Scavino spoke at the 2020 Republican National Convention and offered a personal testimonial. Scavino, among other Trump allies, encouraged Trump to participate in efforts to overturn the 2020 presidential election after Trump's loss to Joe Biden. The lawyer Jenna Ellis told Fulton County, Georgia, prosecutors that Scavino told her weeks after the election that Trump refused to leave; after Ellis pushed back, Scavino purportedly said that he and Trump didn't care. According to testimony provided by Scavino in the Smith special counsel investigation, Scavino, joined by Trump aides, sought to calm Trump over his loss as a mob of his supporters stormed the Capitol. Scavino met with Trump to discuss strategy on how to get members of Congress to defy the election certification process, promoted the march that preceded the attack, and posted messages from White House accounts on the day of the attack. He was the longest-serving Trump aide in the administration.

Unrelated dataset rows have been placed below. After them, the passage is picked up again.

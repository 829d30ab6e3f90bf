//! Cleaning transforms for device and alarm exports.
//!
//! - [`reconcile`]: two-row header to a uniquely-named table, time columns reformatted
//! - [`datetime`]: the ambiguous date fallback chain and month correction
//! - [`filter_columns`]: exact-name column denylist
//! - [`aggregate`]: row-wise merge of several tables
//! - [`clean_alarm_grid`]: the full alarm-log path for one file
//! - [`diagnose`]: informational date statistics

pub mod aggregate;
pub mod alarm;
pub mod datetime;
pub mod diagnostics;
pub mod error;
pub mod filter;
pub mod header;

pub use aggregate::aggregate;
pub use alarm::{AlarmCleaning, alarm_table, clean_alarm_grid};
pub use datetime::{
    DateOrder, DateRule, NormalizationReport, correct_month, normalize, normalize_with_report,
};
pub use diagnostics::{DateDiagnostics, diagnose};
pub use error::{Result, TransformError};
pub use filter::filter_columns;
pub use header::{base_name, deduplicate_headers, is_time_column, reconcile};
use thiserror::Error;

#[derive(Debug, Error, PartialEq, Eq)]
pub enum ModelError {
    /// The grid does not contain the rows its layout requires.
    #[error("malformed table: expected at least {required} rows, found {rows}")]
    MalformedTable { rows: usize, required: usize },

    #[error("duplicate column name: {name}")]
    DuplicateColumn { name: String },

    #[error("column '{name}' has {found} values, expected {expected}")]
    ColumnLengthMismatch {
        name: String,
        expected: usize,
        found: usize,
    },

    #[error("expected month must be between 0 and 12, got {value}")]
    InvalidExpectedMonth { value: u32 },
}

pub type Result<T> = std::result::Result<T, ModelError>;

#[cfg(test)]
mod tests {
    use super::*;

    #[test]
    fn test_error_display() {
        let err = ModelError::MalformedTable {
            rows: 1,
            required: 2,
        };
        assert_eq!(
            err.to_string(),
            "malformed table: expected at least 2 rows, found 1"
        );
    }
}
//! Per-run options.
//!
//! A [`RunConfig`] is built once from the command line (and optional config
//! file) and passed by reference through the pipeline; nothing mutates it
//! during a run.

use std::collections::BTreeSet;
use std::fmt;

use serde::{Deserialize, Serialize};

use crate::error::{ModelError, Result};

/// Header phrases whose columns are dropped from device exports.
pub const DEFAULT_DEVICE_DROP_PHRASES: &[&str] = &[
    "Remaining usage time of memory",
    "Power on duration of memory",
];

/// Column carrying the alarm timestamp in alarm exports.
pub const DEFAULT_ALARM_DATE_COLUMN: &str = "Alarm time";

/// Columns removed from alarm exports before they are merged.
pub const DEFAULT_ALARM_EXCLUDED_COLUMNS: &[&str] = &[
    "Alarm Evidence",
    "Evidence Status",
    "Evidence Size",
    "Evidence generation time",
    "Evidence completion time",
    "Alarm Status",
    "Label",
    "Processing Contents",
    "Operator",
    "Process time",
];

/// Which kind of export a run processes.
#[derive(Debug, Clone, Copy, PartialEq, Eq, Default, Serialize, Deserialize)]
#[serde(rename_all = "snake_case")]
pub enum ProcessingMode {
    /// One cleaned table per file, two-row headers reconciled.
    #[default]
    Device,
    /// Alarm logs: date column normalized, all files merged into one table.
    Alarm,
}

impl ProcessingMode {
    #[must_use]
    pub const fn label(&self) -> &'static str {
        match self {
            Self::Device => "Device",
            Self::Alarm => "Alarm",
        }
    }
}

impl fmt::Display for ProcessingMode {
    fn fmt(&self, f: &mut fmt::Formatter<'_>) -> fmt::Result {
        write!(f, "{}", self.label())
    }
}

/// A calendar month in `1..=12` that alarm timestamps are expected to fall in.
#[derive(Debug, Clone, Copy, PartialEq, Eq, PartialOrd, Ord, Hash, Serialize, Deserialize)]
#[serde(try_from = "u32", into = "u32")]
pub struct ExpectedMonth(u32);

impl ExpectedMonth {
    pub fn new(month: u32) -> Result<Self> {
        if (1..=12).contains(&month) {
            Ok(Self(month))
        } else {
            Err(ModelError::InvalidExpectedMonth { value: month })
        }
    }

    /// Interprets the user-facing option value, where `0` disables the check.
    pub fn from_option_value(value: u32) -> Result<Option<Self>> {
        match value {
            0 => Ok(None),
            month => Self::new(month).map(Some),
        }
    }

    #[must_use]
    pub const fn get(self) -> u32 {
        self.0
    }
}

impl TryFrom<u32> for ExpectedMonth {
    type Error = ModelError;

    fn try_from(value: u32) -> Result<Self> {
        Self::new(value)
    }
}

impl From<ExpectedMonth> for u32 {
    fn from(value: ExpectedMonth) -> Self {
        value.0
    }
}

impl fmt::Display for ExpectedMonth {
    fn fmt(&self, f: &mut fmt::Formatter<'_>) -> fmt::Result {
        write!(f, "{:02}", self.0)
    }
}

/// Subset of the input files to include in a run.
#[derive(Debug, Clone, Default, PartialEq, Eq)]
pub enum FileSelection {
    #[default]
    All,
    Named(BTreeSet<String>),
}

impl FileSelection {
    /// `All` when no names are given, otherwise exactly the given names.
    pub fn from_names<I, S>(names: I) -> Self
    where
        I: IntoIterator<Item = S>,
        S: Into<String>,
    {
        let names: BTreeSet<String> = names.into_iter().map(Into::into).collect();
        if names.is_empty() {
            Self::All
        } else {
            Self::Named(names)
        }
    }

    pub fn includes(&self, file_name: &str) -> bool {
        match self {
            Self::All => true,
            Self::Named(names) => names.contains(file_name),
        }
    }
}

/// Immutable configuration for one processing run.
#[derive(Debug, Clone, PartialEq, Eq)]
pub struct RunConfig {
    pub mode: ProcessingMode,
    pub expected_month: Option<ExpectedMonth>,
    pub selection: FileSelection,
    /// Collect per-file date diagnostics (alarm mode only).
    pub diagnostics: bool,
    pub device_drop_phrases: Vec<String>,
    /// Exact column names removed from reconciled device tables.
    pub device_excluded_columns: Vec<String>,
    pub alarm_date_column: String,
    pub alarm_excluded_columns: Vec<String>,
}

impl Default for RunConfig {
    fn default() -> Self {
        Self {
            mode: ProcessingMode::default(),
            expected_month: None,
            selection: FileSelection::All,
            diagnostics: false,
            device_drop_phrases: DEFAULT_DEVICE_DROP_PHRASES
                .iter()
                .map(ToString::to_string)
                .collect(),
            device_excluded_columns: Vec::new(),
            alarm_date_column: DEFAULT_ALARM_DATE_COLUMN.to_string(),
            alarm_excluded_columns: DEFAULT_ALARM_EXCLUDED_COLUMNS
                .iter()
                .map(ToString::to_string)
                .collect(),
        }
    }
}

impl RunConfig {
    #[must_use]
    pub fn new(mode: ProcessingMode) -> Self {
        Self {
            mode,
            ..Default::default()
        }
    }

    #[must_use]
    pub fn with_expected_month(mut self, month: Option<ExpectedMonth>) -> Self {
        self.expected_month = month;
        self
    }

    #[must_use]
    pub fn with_selection(mut self, selection: FileSelection) -> Self {
        self.selection = selection;
        self
    }

    #[must_use]
    pub fn with_diagnostics(mut self, enable: bool) -> Self {
        self.diagnostics = enable;
        self
    }
}

#[cfg(test)]
mod tests {
    use super::*;

    #[test]
    fn expected_month_zero_disables() {
        assert_eq!(ExpectedMonth::from_option_value(0), Ok(None));
        assert_eq!(
            ExpectedMonth::from_option_value(5).unwrap().map(ExpectedMonth::get),
            Some(5)
        );
        assert_eq!(
            ExpectedMonth::from_option_value(13),
            Err(ModelError::InvalidExpectedMonth { value: 13 })
        );
    }

    #[test]
    fn empty_selection_means_all() {
        let selection = FileSelection::from_names(Vec::<String>::new());
        assert_eq!(selection, FileSelection::All);
        assert!(selection.includes("anything.csv"));
    }

    #[test]
    fn named_selection_filters() {
        let selection = FileSelection::from_names(["a.csv"]);
        assert!(selection.includes("a.csv"));
        assert!(!selection.includes("b.csv"));
    }

    #[test]
    fn default_config_carries_default_lists() {
        let config = RunConfig::new(ProcessingMode::Alarm);
        assert_eq!(config.alarm_date_column, "Alarm time");
        assert_eq!(config.alarm_excluded_columns.len(), 10);
        assert_eq!(config.device_drop_phrases.len(), 2);
        assert!(config.expected_month.is_none());
    }
}
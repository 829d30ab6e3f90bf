//! `tabfix` command-line entry point.

use std::io::{self, IsTerminal};

use clap::{ColorChoice, Parser};
use tabfix_cli::logging::{LogConfig, LogFormat, init_logging};
use tracing::level_filters::LevelFilter;

mod cli;
mod commands;
mod summary;

use crate::cli::{Cli, LogFormatArg, LogLevelArg};
use crate::commands::run_files;
use crate::summary::{print_diagnostics, print_preview, print_summary};

fn main() {
    let cli = Cli::parse();
    cli.color.write_global();
    let log_config = log_config_from_cli(&cli);
    if let Err(error) = init_logging(&log_config) {
        eprintln!("error: failed to initialize logging: {error}");
        std::process::exit(1);
    }
    let exit_code = match run_files(&cli) {
        Ok(result) => {
            print_summary(&result);
            if cli.diagnostics {
                print_diagnostics(&result.files);
            }
            print_preview(&result.outputs, cli.preview);
            if result.has_errors { 1 } else { 0 }
        }
        Err(error) => {
            eprintln!("error: {error:#}");
            1
        }
    };
    std::process::exit(exit_code);
}

/// Build logging configuration from CLI flags with consistent precedence.
fn log_config_from_cli(cli: &Cli) -> LogConfig {
    let mut config = LogConfig {
        level_filter: cli.verbosity.tracing_level_filter(),
        ..LogConfig::default()
    };
    config.use_env_filter = !(cli.verbosity.is_present() || cli.log_level.is_some());
    if let Some(level) = cli.log_level {
        config.level_filter = match level {
            LogLevelArg::Error => LevelFilter::ERROR,
            LogLevelArg::Warn => LevelFilter::WARN,
            LogLevelArg::Info => LevelFilter::INFO,
            LogLevelArg::Debug => LevelFilter::DEBUG,
            LogLevelArg::Trace => LevelFilter::TRACE,
        };
    }
    config.format = match cli.log_format {
        LogFormatArg::Pretty => LogFormat::Pretty,
        LogFormatArg::Compact => LogFormat::Compact,
        LogFormatArg::Json => LogFormat::Json,
    };
    config.log_file = cli.log_file.clone();
    config.with_ansi = match cli.color.color {
        ColorChoice::Always => true,
        ColorChoice::Never => false,
        ColorChoice::Auto => cli.log_file.is_none() && io::stderr().is_terminal(),
    };
    config
}
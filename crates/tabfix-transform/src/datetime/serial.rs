//! Spreadsheet serial dates: days since 1899-12-30, fraction = time of day.

use std::sync::LazyLock;

use chrono::{NaiveDate, NaiveDateTime, TimeDelta};
use regex::Regex;

static SERIAL_REGEX: LazyLock<Regex> =
    LazyLock::new(|| Regex::new(r"^\d+(\.\d+)?$").expect("Invalid serial regex"));

/// 9999-12-31, the last day spreadsheets can represent.
const MAX_SERIAL_DAYS: f64 = 2_958_465.0;

const MILLIS_PER_DAY: f64 = 86_400_000.0;

/// Whether the value is a bare non-negative number, the only shape routed to
/// serial parsing.
pub fn is_serial_text(value: &str) -> bool {
    SERIAL_REGEX.is_match(value)
}

/// Parses a spreadsheet serial. Non-numeric text is rejected up front.
pub fn parse_serial(value: &str) -> Option<NaiveDateTime> {
    if !is_serial_text(value) {
        return None;
    }
    let serial: f64 = value.parse().ok()?;
    if serial > MAX_SERIAL_DAYS {
        return None;
    }
    let days = serial.trunc() as i64;
    // Millisecond rounding absorbs float noise; output precision is whole seconds.
    let millis = (serial.fract() * MILLIS_PER_DAY).round() as i64;
    let epoch = NaiveDate::from_ymd_opt(1899, 12, 30)?.and_hms_opt(0, 0, 0)?;
    epoch
        .checked_add_signed(TimeDelta::try_days(days)?)?
        .checked_add_signed(TimeDelta::try_seconds(millis / 1000)?)
}
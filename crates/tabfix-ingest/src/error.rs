//! Error types for export ingestion.

use std::path::PathBuf;
use thiserror::Error;

/// Errors that can occur while reading export files.
#[derive(Debug, Error)]
pub enum IngestError {
    // === File System Errors ===
    /// Input path does not exist.
    #[error("file not found: {path}")]
    FileNotFound { path: PathBuf },

    /// Failed to read file.
    #[error("failed to read file {path}: {source}")]
    FileRead {
        path: PathBuf,
        #[source]
        source: std::io::Error,
    },

    /// Failed to read directory entries.
    #[error("failed to read directory {path}: {source}")]
    DirectoryRead {
        path: PathBuf,
        #[source]
        source: std::io::Error,
    },

    // === Format Errors ===
    /// Failed to parse delimited text.
    #[error("failed to parse CSV {path}: {message}")]
    CsvParse { path: PathBuf, message: String },

    /// Failed to open or read a spreadsheet.
    #[error("failed to read spreadsheet {path}: {message}")]
    Spreadsheet { path: PathBuf, message: String },

    /// Spreadsheet has no worksheets.
    #[error("spreadsheet contains no sheets: {path}")]
    NoSheets { path: PathBuf },

    /// Text is not valid in the detected encoding.
    #[error("unsupported encoding in {path}: {encoding}")]
    UnsupportedEncoding {
        path: PathBuf,
        encoding: &'static str,
    },

    /// File extension is not one we can read.
    #[error("unsupported file type: {path}")]
    UnsupportedExtension { path: PathBuf },
}

impl IngestError {
    pub(crate) fn io(path: &std::path::Path, err: std::io::Error) -> Self {
        if err.kind() == std::io::ErrorKind::NotFound {
            Self::FileNotFound {
                path: path.to_path_buf(),
            }
        } else {
            Self::FileRead {
                path: path.to_path_buf(),
                source: err,
            }
        }
    }
}

/// Result type for ingestion operations.
pub type Result<T> = std::result::Result<T, IngestError>;

#[cfg(test)]
mod tests {
    use super::*;

    #[test]
    fn test_error_display() {
        let err = IngestError::FileNotFound {
            path: PathBuf::from("/path/to/file.csv"),
        };
        assert_eq!(err.to_string(), "file not found: /path/to/file.csv");
    }

    #[test]
    fn test_io_not_found_maps_to_file_not_found() {
        let err = IngestError::io(
            std::path::Path::new("missing.csv"),
            std::io::Error::from(std::io::ErrorKind::NotFound),
        );
        assert!(matches!(err, IngestError::FileNotFound { .. }));
    }
}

==Between presidencies (2021–2024)==
Scavino remained with Trump after the 2020 election, leaving the White House for Mar-a-Lago after the inauguration of Joe Biden. In February 2021, he was present in a meeting with Trump advisors to form a political action committee that would become Make America Great Again Action. The following month, Scavino and Brad Parscale, Trump's former campaign manager, developed a plan for Trump to redevelop his online presence. In September, the House Select Committee to Investigate the January 6th Attack on the United States Capitol subpoeaned Scavino, though he was not given the subpoena for several weeks. By March 2022, he had continued to evade the committee. In response, the panel began seeking a criminal prosecution for Scavino. Days later, Biden rejected his effort to assert executive privilege. The following month, the House of Representatives voted to hold Scavino in contempt of Congress. The Department of Justice declined to prosecute him after he negotiated the terms of the subpoena.

By January 2023, Scavino had joined with Trump's 2024 presidential campaign. His posts on social media included promoting the work of several meme creators known collectively as Trump's Online War Machine. Additionally, Scavino served on the board of Truth Social, though he had left it by April 2024. Concurrently, he was involved in the election obstruction investigation and the classified documents investigation into Trump; in the former, Scavino was subpoeaned in September 2022 as part of an intensified effort by the Department of Justice, while in the latter, he appeared before a grand jury in December. Scavino sought to avoid testimony in the election obstruction investigation; his effort was rejected by Judge Beryl Howell, who compelled him to testify in March 2023, and reaffirmed by the Court of Appeals for the District of Columbia Circuit weeks later. Scavino spoke with the special counsel Jack Smith's team after the rulings.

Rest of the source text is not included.